Objective quantification of contrast enhancement of unruptured intracranial aneurysms: a high-resolution vessel wall imaging validation study

Affiliations

Objective quantification of contrast enhancement of unruptured intracranial aneurysms: a high-resolution vessel wall imaging validation study

Jorge A Roa et al. J Neurosurg. .

Abstract

Objective: High-resolution vessel wall imaging (HR-VWI) has emerged as a valuable tool in assessing unruptured intracranial aneurysms (UIAs). There is no standardized method to quantify contrast enhancement of the aneurysm wall. Contrast enhancement can be objectively measured as signal intensity (SI) or subjectively adjudicated. In this study, the authors compared the different methods to quantify wall enhancement of UIAs and determined the sensitivity and specificity of each method as a surrogate of aneurysm instability. They also compared SI quantification between scanners from different manufacturers.

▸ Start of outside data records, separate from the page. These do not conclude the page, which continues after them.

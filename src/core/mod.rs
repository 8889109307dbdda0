//! Core deterministic primitives.
//!
//! Everything here is platform-independent: same seed, same inputs,
//! same outputs everywhere.

pub mod rng;
pub mod vec2;

// Re-export core types
pub use rng::DeterministicRng;
pub use vec2::Vec2;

Methods: The University of Iowa HR-VWI Project database was analyzed. This database compiles patients with UIAs who prospectively underwent HR-VWI using a 3T MRI scanner. The mean and maximal SI values of the aneurysm wall, pituitary stalk, and genu of the corpus callosum were used to compare 3 different measurement methods: 1) aneurysm enhancement ratio AER = (SIwall post - SIwall pre)/SIwall pre; 2) aneurysm-to-pituitary stalk contrast ratio CRstalk = SIwall post/SIstalk post; and 3) aneurysm enhancement index AEI = ([SIwall post/SIbrain post] - [SIwall pre/SIbrain pre])/(SIwall pre/SIbrain pre) (where "pre" indicates precontrast images and "post" indicates postcontrast images). Size ≥ 7 mm was used as a surrogate of aneurysm instability for receiver operating characteristic (ROC) curve analysis. To determine if the objective quantification of SI varies among scanners from different manufacturers, 9 UIAs underwent the same HR-VWI protocol using a 3T General Electric (GE) scanner and a 3T Siemens scanner. Three UIAs also underwent a third scanning procedure on a unit with a different magnet strength (7T GE).

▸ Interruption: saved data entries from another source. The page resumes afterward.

// =============================================================================
// TESTS
// =============================================================================

#[cfg(test)]
mod tests {
    use super::*;
    use crate::data::tables::{AIR_RUNE, MIND_RUNE};
    use crate::game::components::{
        ActivePrayers, AttackTimer, CombatStats, Health, Loadout, MovementState, Position,
    };
    use crate::game::events::GameEventData;
    use crate::game::InMemoryInventory;
    use crate::core::vec2::Vec2;

    const CLOCK: SimClock = SimClock {
        tick: 100,
        now_ms: 100 * 1000 / 60,
        tick_rate: 60,
    };

    struct Arena {
        store: WorldStore,
        tables: StaticTables,
        inventory: InMemoryInventory,
        rng: DeterministicRng,
        pending: PendingHits,
        events: Vec<GameEvent>,
    }

    impl Arena {
        fn new() -> Self {
            Self {
                store: WorldStore::new(100.0, 100.0),
                tables: StaticTables::builtin(),
                inventory: InMemoryInventory::new(),
                rng: DeterministicRng::new(42),
                pending: PendingHits::default(),
                events: Vec::new(),
            }
        }

        fn spawn(&mut self, x: f32, y: f32, weapon: u32, hp: u32) -> EntityId {
            let id = self.store.spawn();
            self.store.positions.insert(id, Position::new(x, y));
            self.store.health.insert(id, Health::full(hp));
            self.store.stats.insert(
                id,
                CombatStats {
                    attack: 60,
                    strength: 60,
                    defence: 40,
                    ranged: 60,
                    magic: 60,
                    prayer: 1,
                    hitpoints: hp.max(10),
                },
            );
            self.store
                .loadouts
                .insert(id, Loadout::with_weapon(weapon));
            self.store.attack_timers.insert(id, AttackTimer::default());
            self.store
                .movement
                .insert(id, MovementState::idle_at(Vec2::new(x, y)));
            id
        }

        fn attack(&mut self, attacker: EntityId, target: EntityId) -> Result<(), AttackError> {
            attempt_attack(
                &mut self.store,
                &self.tables,
                &mut self.inventory,
                &mut self.rng,
                &mut self.pending,
                &mut self.events,
                CLOCK,
                attacker,
                target,
            )
        }
    }

    #[test]
    fn test_melee_attack_applies_immediately() {
        let mut arena = Arena::new();
        let a = arena.spawn(10.0, 10.0, 1, 50);
        let b = arena.spawn(11.0, 10.0, 1, 50);

        arena.attack(a, b).unwrap();

        assert!(arena.pending.is_empty());
        assert!(arena
            .events
            .iter()
            .any(|e| matches!(e.data, GameEventData::AttackResolved { attacker, .. } if attacker == a)));
        // Cooldown was reset
        assert!(!arena.store.attack_timers.get(&a).unwrap().ready(CLOCK.now_ms));
    }

    #[test]
    fn test_on_cooldown_rejected() {
        let mut arena = Arena::new();
        let a = arena.spawn(10.0, 10.0, 1, 50);
        let b = arena.spawn(11.0, 10.0, 1, 50);

        arena.attack(a, b).unwrap();
        assert_eq!(arena.attack(a, b), Err(AttackError::OnCooldown));
    }

    #[test]
    fn test_melee_out_of_range() {
        let mut arena = Arena::new();
        let a = arena.spawn(10.0, 10.0, 1, 50);
        let b = arena.spawn(13.0, 10.0, 1, 50);

        assert_eq!(arena.attack(a, b), Err(AttackError::OutOfRange));
    }

    #[test]
    fn test_dead_target_invalid() {
        let mut arena = Arena::new();
        let a = arena.spawn(10.0, 10.0, 1, 50);
        let b = arena.spawn(11.0, 10.0, 1, 50);
        arena.store.apply_damage(b, 1000);

        assert_eq!(arena.attack(a, b), Err(AttackError::InvalidTarget));
    }

    #[test]
    fn test_weapon_level_requirement() {
        let mut arena = Arena::new();
        // Rune scimitar needs attack 40
        let a = arena.spawn(10.0, 10.0, 2, 50);
        let b = arena.spawn(11.0, 10.0, 1, 50);
        arena.store.stats.get_mut(&a).unwrap().attack = 30;

        assert_eq!(arena.attack(a, b), Err(AttackError::InsufficientLevel));
    }

    #[test]
    fn test_ranged_queues_and_consumes_ammo() {
        let mut arena = Arena::new();
        let a = arena.spawn(10.0, 10.0, 3, 50);
        let b = arena.spawn(15.0, 10.0, 1, 50);
        arena.store.loadouts.get_mut(&a).unwrap().ammo = Some(882);
        arena.inventory.grant(a, 882, 3);

        arena.attack(a, b).unwrap();

        assert_eq!(arena.pending.len(), 1);
        assert_eq!(arena.inventory.count(a, 882), 2);
        // Damage has not landed yet
        assert_eq!(arena.store.health.get(&b).unwrap().current, 50);
    }

    #[test]
    fn test_ranged_without_ammo() {
        let mut arena = Arena::new();
        let a = arena.spawn(10.0, 10.0, 3, 50);
        let b = arena.spawn(15.0, 10.0, 1, 50);
        arena.store.loadouts.get_mut(&a).unwrap().ammo = Some(882);

        assert_eq!(arena.attack(a, b), Err(AttackError::NoAmmunition));
    }

    #[test]
    fn test_ranged_reach_and_longrange() {
        let mut arena = Arena::new();
        let a = arena.spawn(10.0, 10.0, 3, 50);
        let b = arena.spawn(19.0, 10.0, 1, 50);
        arena.store.loadouts.get_mut(&a).unwrap().ammo = Some(882);
        arena.inventory.grant(a, 882, 10);

        // 9 tiles: beyond normal reach
        assert_eq!(arena.attack(a, b), Err(AttackError::OutOfRange));

        // Longrange extends to 10 tiles and splits XP
        arena.store.loadouts.get_mut(&a).unwrap().style = AttackStyle::Longrange;
        arena.attack(a, b).unwrap();

        let skills: Vec<Skill> = arena
            .events
            .iter()
            .filter_map(|e| match &e.data {
                GameEventData::XpGained { skill, .. } => Some(*skill),
                _ => None,
            })
            .collect();
        assert!(skills.contains(&Skill::Ranged));
        assert!(skills.contains(&Skill::Defence));
    }

    #[test]
    fn test_deferred_hit_on_dead_target_dropped() {
        let mut arena = Arena::new();
        let a = arena.spawn(10.0, 10.0, 3, 50);
        let b = arena.spawn(15.0, 10.0, 1, 50);
        arena.store.loadouts.get_mut(&a).unwrap().ammo = Some(882);
        arena.inventory.grant(a, 882, 3);

        arena.attack(a, b).unwrap();
        let ammo_after_launch = arena.inventory.count(a, 882);
        let xp_after_launch = arena.store.xp.get(&a).unwrap().get(Skill::Ranged);

        // Target dies while the arrow is in flight
        arena.store.apply_damage(b, 1000);
        arena.events.clear();

        let mut events = Vec::new();
        deliver_due_hits(&mut arena.store, &mut arena.pending, CLOCK.tick + 1000, &mut events);

        // No damage event, no second death, nothing refunded
        assert!(events.is_empty());
        assert_eq!(arena.inventory.count(a, 882), ammo_after_launch);
        assert_eq!(arena.store.xp.get(&a).unwrap().get(Skill::Ranged), xp_after_launch);
    }

    #[test]
    fn test_magic_requires_runes_and_level() {
        let mut arena = Arena::new();
        let a = arena.spawn(10.0, 10.0, 5, 50);
        let b = arena.spawn(15.0, 10.0, 1, 50);
        arena.store.loadouts.get_mut(&a).unwrap().spell = Some(1);

        // No runes held
        assert_eq!(arena.attack(a, b), Err(AttackError::InsufficientRunes));

        // Level gate on the spell itself
        arena.inventory.grant(a, AIR_RUNE, 10);
        arena.inventory.grant(a, MIND_RUNE, 10);
        arena.store.loadouts.get_mut(&a).unwrap().spell = Some(3); // Fire Bolt, req 35
        arena.store.stats.get_mut(&a).unwrap().magic = 20;
        assert_eq!(arena.attack(a, b), Err(AttackError::InsufficientLevel));

        // Wind Strike casts, consumes runes, grants the spell's fixed XP
        arena.store.loadouts.get_mut(&a).unwrap().spell = Some(1);
        arena.attack(a, b).unwrap();
        assert_eq!(arena.inventory.count(a, AIR_RUNE), 9);
        assert_eq!(arena.inventory.count(a, MIND_RUNE), 9);
        assert_eq!(arena.store.xp.get(&a).unwrap().get(Skill::Magic), 6);
        assert_eq!(arena.pending.len(), 1);
    }

    #[test]
    fn test_single_death_event_on_kill() {
        let mut arena = Arena::new();
        let a = arena.spawn(10.0, 10.0, 1, 50);
        let b = arena.spawn(11.0, 10.0, 1, 3);

        // Swing until b dies; cooldown is bypassed by resetting the timer
        let mut deaths = 0;
        for i in 0..200 {
            arena.store.attack_timers.insert(a, AttackTimer::default());
            if arena.store.is_alive(b) {
                let clock = SimClock {
                    tick: CLOCK.tick + i,
                    now_ms: (CLOCK.tick + i) * 1000 / 60,
                    tick_rate: 60,
                };
                let _ = attempt_attack(
                    &mut arena.store,
                    &arena.tables,
                    &mut arena.inventory,
                    &mut arena.rng,
                    &mut arena.pending,
                    &mut arena.events,
                    clock,
                    a,
                    b,
                );
            }
        }
        for event in &arena.events {
            if matches!(event.data, GameEventData::Died { .. }) {
                deaths += 1;
            }
        }

        assert!(!arena.store.is_alive(b));
        assert_eq!(deaths, 1);
        assert!(arena.store.died_at.contains_key(&b));
    }

    #[test]
    fn test_invalidate_drops_in_flight_hits() {
        let mut arena = Arena::new();
        let a = arena.spawn(10.0, 10.0, 3, 50);
        let b = arena.spawn(15.0, 10.0, 1, 50);
        arena.store.loadouts.get_mut(&a).unwrap().ammo = Some(882);
        arena.inventory.grant(a, 882, 3);

        arena.attack(a, b).unwrap();
        assert_eq!(arena.pending.len(), 1);

        // Attacker disconnects; the arrow vanishes with them
        arena.pending.invalidate(a);
        assert!(arena.pending.is_empty());
    }

    #[test]
    fn test_prayer_boosts_rolls() {
        let mut arena = Arena::new();
        let a = arena.spawn(10.0, 10.0, 1, 50);
        let b = arena.spawn(11.0, 10.0, 1, 50);

        fn last_max_hit(events: &[GameEvent]) -> u32 {
            events
                .iter()
                .rev()
                .find_map(|e| match e.data {
                    GameEventData::AttackResolved { max_hit, .. } => Some(max_hit),
                    _ => None,
                })
                .unwrap()
        }

        arena.attack(a, b).unwrap();
        // Effective strength 60 + 8, no bonuses: 68 * 64 / 640
        assert_eq!(last_max_hit(&arena.events), 6);

        // Burst of Strength and Ultimate Strength together; the strongest
        // tier (1.15) wins, it does not stack
        arena.store.attack_timers.insert(a, AttackTimer::default());
        arena.store.prayers.insert(a, ActivePrayers::from_ids([2, 12]));
        arena.events.clear();
        arena.attack(a, b).unwrap();
        // floor(60 * 1.15) + 8 = 77 -> 77 * 64 / 640
        assert_eq!(last_max_hit(&arena.events), 7);
    }

    #[test]
    fn test_pending_order_by_due_tick() {
        let mut pending = PendingHits::default();
        pending.push(50, EntityId(1), EntityId(2), 3, true, 10, 0.5);
        pending.push(40, EntityId(3), EntityId(4), 5, true, 10, 0.5);
        pending.push(40, EntityId(5), EntityId(6), 7, true, 10, 0.5);

        assert!(pending.pop_due(39).is_none());
        let first = pending.pop_due(60).unwrap();
        let second = pending.pop_due(60).unwrap();
        let third = pending.pop_due(60).unwrap();
        assert_eq!(first.attacker, EntityId(3));
        // Same due tick: launch order breaks the tie
        assert_eq!(second.attacker, EntityId(5));
        assert_eq!(third.attacker, EntityId(1));
    }
}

Results: Eighty patients with 102 UIAs were included in the study. The mean age was 64.5 ± 12.2 years, and 64 (80%) patients were women. UIAs ≥ 7 mm had significantly higher SIs than smaller UIAs (< 7 mm): AER = 0.82 vs 0.49, p < 0.001; CRstalk = 0.84 vs 0.61, p < 0.001; and AEI = 0.81 vs 0.48, p < 0.001. ROC curves demonstrated optimal sensitivity of 81.5% for CRstalk ≥ 0.60, 75.9% for AEI ≥ 0.50, and 74.1% for AER ≥ 0.49. Intermanufacturer correlation between 3T GE and 3T Siemens MRI scanners for CRstalk using mean and maximal SI values was excellent (Pearson coefficients > 0.80, p < 0.001). A similar correlation was identified among the 3 UIAs that underwent 7T imaging.

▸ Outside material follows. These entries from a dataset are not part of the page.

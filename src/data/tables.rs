//! Static Data Tables
//!
//! Weapon, ammunition and spell definitions plus the experience curve.
//! Tables are immutable after construction; the simulation holds them
//! behind an `Arc` and never writes to them.

use std::collections::BTreeMap;

use serde::{Deserialize, Serialize};

/// Experience cap per skill.
pub const XP_CAP: u64 = 200_000_000;

/// Highest attainable skill level.
pub const MAX_LEVEL: u32 = 99;

/// Cumulative experience thresholds for levels 1-99.
///
/// `XP_TABLE[level - 1]` is the experience required to hold `level`.
pub const XP_TABLE: [u64; 99] = [
    0, 83, 174, 276, 388, 512, 650, 801, 969, 1154, 1358, 1584, 1833, 2107, 2411, 2746, 3115,
    3523, 3973, 4470, 5018, 5624, 6291, 7028, 7842, 8740, 9730, 10824, 12031, 13363, 14833,
    16456, 18247, 20224, 22406, 24815, 27473, 30408, 33648, 37224, 41171, 45529, 50339, 55649,
    61512, 67983, 75127, 83014, 91721, 101333, 111945, 123660, 136594, 150872, 166636, 184040,
    203254, 224466, 247886, 273742, 302288, 333804, 368599, 407015, 449428, 496254, 547953,
    605032, 668051, 737627, 814445, 899257, 992895, 1096278, 1210421, 1336443, 1475581, 1629200,
    1798808, 1986068, 2192818, 2421087, 2673114, 2951373, 3258594, 3597792, 3972294, 4385776,
    4842295, 5346332, 5902831, 6517253, 7195629, 7944614, 8771558, 9684577, 10692629, 11805606,
    13034431,
];

/// Level held at a given amount of experience.
pub fn level_for_xp(xp: u64) -> u32 {
    // Highest threshold not exceeding xp
    let mut level = 1;
    for (i, threshold) in XP_TABLE.iter().enumerate() {
        if xp >= *threshold {
            level = (i + 1) as u32;
        } else {
            break;
        }
    }
    level
}

/// Experience required to hold a level (clamped to 1-99).
pub fn xp_for_level(level: u32) -> u64 {
    let level = level.clamp(1, MAX_LEVEL) as usize;
    XP_TABLE[level - 1]
}

/// Combat style a weapon or spell attacks with.
#[derive(Debug, Clone, Copy, PartialEq, Eq, Serialize, Deserialize)]
#[serde(rename_all = "snake_case")]
pub enum CombatStyle {
    /// Close-quarters melee.
    Melee,
    /// Projectile attacks consuming ammunition.
    Ranged,
    /// Spell attacks consuming runes.
    Magic,
}

/// Kind of ammunition a ranged weapon fires.
#[derive(Debug, Clone, Copy, PartialEq, Eq, Serialize, Deserialize)]
#[serde(rename_all = "snake_case")]
pub enum AmmoKind {
    /// Arrows, fired by bows.
    Arrow,
    /// Bolts, fired by crossbows.
    Bolt,
}

/// A stack of items, used for rune costs and ammunition checks.
#[derive(Debug, Clone, Copy, PartialEq, Eq, Serialize, Deserialize)]
pub struct ItemStack {
    /// Item identifier.
    pub item: u32,
    /// Quantity required or held.
    pub quantity: u32,
}

impl ItemStack {
    /// Create a new stack.
    pub const fn new(item: u32, quantity: u32) -> Self {
        Self { item, quantity }
    }
}

/// Weapon definition.
#[derive(Debug, Clone, Serialize)]
pub struct WeaponDef {
    /// Item identifier.
    pub id: u32,
    /// Display name.
    pub name: &'static str,
    /// Combat style this weapon attacks with.
    pub style: CombatStyle,
    /// Attack speed in 600 ms combat rounds.
    pub speed_rounds: u64,
    /// Level required in the style's governing skill.
    pub level_req: u32,
    /// Ammunition kind consumed per shot (ranged weapons only).
    pub ammo_kind: Option<AmmoKind>,
}

/// Ammunition definition.
#[derive(Debug, Clone, Serialize)]
pub struct AmmoDef {
    /// Item identifier.
    pub id: u32,
    /// Display name.
    pub name: &'static str,
    /// Ranged strength bonus contributed to the max hit.
    pub ranged_strength: i32,
    /// Ammunition kind.
    pub kind: AmmoKind,
}

/// Spell definition.
#[derive(Debug, Clone, Serialize)]
pub struct SpellDef {
    /// Spell identifier.
    pub id: u32,
    /// Display name.
    pub name: &'static str,
    /// Magic level required to cast.
    pub level_req: u32,
    /// Base max hit before magic damage bonuses.
    pub base_max_hit: u32,
    /// Magic experience granted per cast.
    pub xp: u32,
    /// Rune cost per cast.
    pub runes: Vec<ItemStack>,
}

/// Stat a prayer boosts while active.
#[derive(Debug, Clone, Copy, PartialEq, Eq, Serialize)]
#[serde(rename_all = "snake_case")]
pub enum PrayerBoost {
    /// Melee accuracy.
    Attack,
    /// Melee damage.
    Strength,
    /// Defence rolls.
    Defence,
    /// Ranged accuracy and damage.
    Ranged,
    /// Magic accuracy.
    Magic,
}

/// Prayer definition.
#[derive(Debug, Clone, Serialize)]
pub struct PrayerDef {
    /// Prayer identifier.
    pub id: u32,
    /// Display name.
    pub name: &'static str,
    /// Stat the prayer boosts.
    pub boost: PrayerBoost,
    /// Effective-level multiplier while active.
    pub multiplier: f64,
    /// Prayer level required to activate.
    pub level_req: u32,
}

// Rune item identifiers
/// Air rune item id.
pub const AIR_RUNE: u32 = 556;
/// Mind rune item id.
pub const MIND_RUNE: u32 = 558;
/// Chaos rune item id.
pub const CHAOS_RUNE: u32 = 562;
/// Fire rune item id.
pub const FIRE_RUNE: u32 = 554;

/// All static tables, bundled for shared read-only access.
#[derive(Debug, Clone)]
pub struct StaticTables {
    weapons: BTreeMap<u32, WeaponDef>,
    ammo: BTreeMap<u32, AmmoDef>,
    spells: BTreeMap<u32, SpellDef>,
    prayers: BTreeMap<u32, PrayerDef>,
}

impl StaticTables {
    /// Build the shipping table set.
    pub fn builtin() -> Self {
        let weapons = [
            WeaponDef {
                id: 1,
                name: "Bronze sword",
                style: CombatStyle::Melee,
                speed_rounds: 4,
                level_req: 1,
                ammo_kind: None,
            },
            WeaponDef {
                id: 2,
                name: "Rune scimitar",
                style: CombatStyle::Melee,
                speed_rounds: 4,
                level_req: 40,
                ammo_kind: None,
            },
            WeaponDef {
                id: 3,
                name: "Shortbow",
                style: CombatStyle::Ranged,
                speed_rounds: 5,
                level_req: 1,
                ammo_kind: Some(AmmoKind::Arrow),
            },
            WeaponDef {
                id: 4,
                name: "Maple shortbow",
                style: CombatStyle::Ranged,
                speed_rounds: 4,
                level_req: 30,
                ammo_kind: Some(AmmoKind::Arrow),
            },
            WeaponDef {
                id: 5,
                name: "Staff of air",
                style: CombatStyle::Magic,
                speed_rounds: 5,
                level_req: 1,
                ammo_kind: None,
            },
        ];

        let ammo = [
            AmmoDef {
                id: 882,
                name: "Bronze arrow",
                ranged_strength: 7,
                kind: AmmoKind::Arrow,
            },
            AmmoDef {
                id: 884,
                name: "Iron arrow",
                ranged_strength: 10,
                kind: AmmoKind::Arrow,
            },
            AmmoDef {
                id: 886,
                name: "Steel arrow",
                ranged_strength: 16,
                kind: AmmoKind::Arrow,
            },
        ];

        let spells = [
            SpellDef {
                id: 1,
                name: "Wind Strike",
                level_req: 1,
                base_max_hit: 2,
                xp: 6,
                runes: vec![ItemStack::new(AIR_RUNE, 1), ItemStack::new(MIND_RUNE, 1)],
            },
            SpellDef {
                id: 2,
                name: "Fire Strike",
                level_req: 13,
                base_max_hit: 8,
                xp: 12,
                runes: vec![
                    ItemStack::new(AIR_RUNE, 2),
                    ItemStack::new(FIRE_RUNE, 3),
                    ItemStack::new(MIND_RUNE, 1),
                ],
            },
            SpellDef {
                id: 3,
                name: "Fire Bolt",
                level_req: 35,
                base_max_hit: 12,
                xp: 22,
                runes: vec![
                    ItemStack::new(AIR_RUNE, 3),
                    ItemStack::new(FIRE_RUNE, 4),
                    ItemStack::new(CHAOS_RUNE, 1),
                ],
            },
        ];

        let prayers = [
            prayer(1, "Thick Skin", PrayerBoost::Defence, 1.05, 1),
            prayer(2, "Burst of Strength", PrayerBoost::Strength, 1.05, 4),
            prayer(3, "Clarity of Thought", PrayerBoost::Attack, 1.05, 7),
            prayer(4, "Sharp Eye", PrayerBoost::Ranged, 1.05, 8),
            prayer(5, "Mystic Will", PrayerBoost::Magic, 1.05, 9),
            prayer(6, "Rock Skin", PrayerBoost::Defence, 1.10, 10),
            prayer(7, "Superhuman Strength", PrayerBoost::Strength, 1.10, 13),
            prayer(8, "Improved Reflexes", PrayerBoost::Attack, 1.10, 16),
            prayer(9, "Hawk Eye", PrayerBoost::Ranged, 1.10, 26),
            prayer(10, "Mystic Lore", PrayerBoost::Magic, 1.10, 27),
            prayer(11, "Steel Skin", PrayerBoost::Defence, 1.15, 28),
            prayer(12, "Ultimate Strength", PrayerBoost::Strength, 1.15, 31),
            prayer(13, "Incredible Reflexes", PrayerBoost::Attack, 1.15, 34),
            prayer(14, "Eagle Eye", PrayerBoost::Ranged, 1.15, 44),
            prayer(15, "Mystic Might", PrayerBoost::Magic, 1.15, 45),
            prayer(16, "Piety", PrayerBoost::Strength, 1.23, 70),
        ];

        Self {
            weapons: weapons.into_iter().map(|w| (w.id, w)).collect(),
            ammo: ammo.into_iter().map(|a| (a.id, a)).collect(),
            spells: spells.into_iter().map(|s| (s.id, s)).collect(),
            prayers: prayers.into_iter().map(|p| (p.id, p)).collect(),
        }
    }

    /// Look up a weapon definition.
    pub fn weapon(&self, id: u32) -> Option<&WeaponDef> {
        self.weapons.get(&id)
    }

    /// Look up an ammunition definition.
    pub fn ammo(&self, id: u32) -> Option<&AmmoDef> {
        self.ammo.get(&id)
    }

    /// Look up a spell definition.
    pub fn spell(&self, id: u32) -> Option<&SpellDef> {
        self.spells.get(&id)
    }

    /// Look up a prayer definition.
    pub fn prayer(&self, id: u32) -> Option<&PrayerDef> {
        self.prayers.get(&id)
    }
}

fn prayer(id: u32, name: &'static str, boost: PrayerBoost, multiplier: f64, level_req: u32) -> PrayerDef {
    PrayerDef {
        id,
        name,
        boost,
        multiplier,
        level_req,
    }
}

// =============================================================================
// TESTS
// =============================================================================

Conclusions: CRstalk using maximal SI values was the most reliable objective method to quantify enhancement of UIAs on HR-VWI. The same ratios were obtained between different manufacturers and on scans obtained using magnets of different strengths.

Keywords: aneurysm; aneurysmal subarachnoid hemorrhage; circumferential enhancement; high-resolution vessel wall imaging; magnetic resonance imaging; validation; vascular disorders.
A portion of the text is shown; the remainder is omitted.